* [WHAT IS EXPECTED]:
Pull from the data below each line where the word "ConsolePaths" occurs, and copy it.

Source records
◇ ◇ ◇

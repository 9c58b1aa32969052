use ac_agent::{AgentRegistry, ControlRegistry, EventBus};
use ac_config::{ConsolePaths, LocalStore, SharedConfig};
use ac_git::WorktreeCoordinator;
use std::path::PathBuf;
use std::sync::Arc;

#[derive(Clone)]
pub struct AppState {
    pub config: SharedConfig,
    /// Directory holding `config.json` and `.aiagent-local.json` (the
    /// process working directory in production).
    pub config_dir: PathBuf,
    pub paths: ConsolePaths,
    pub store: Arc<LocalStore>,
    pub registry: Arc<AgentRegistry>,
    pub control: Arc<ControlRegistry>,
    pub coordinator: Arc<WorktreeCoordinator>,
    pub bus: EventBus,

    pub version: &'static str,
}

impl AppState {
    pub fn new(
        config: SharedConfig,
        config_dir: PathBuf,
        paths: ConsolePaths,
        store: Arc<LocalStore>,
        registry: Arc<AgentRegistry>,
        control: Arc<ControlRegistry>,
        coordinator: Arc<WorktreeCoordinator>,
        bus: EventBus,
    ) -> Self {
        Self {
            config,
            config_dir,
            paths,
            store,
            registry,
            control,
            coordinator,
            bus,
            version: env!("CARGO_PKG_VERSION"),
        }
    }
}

◇ ◇ ◇

* [WRITTEN ANSWER]:
use ac_config::{ConsolePaths, LocalStore, SharedConfig};
    pub paths: ConsolePaths,
        paths: ConsolePaths,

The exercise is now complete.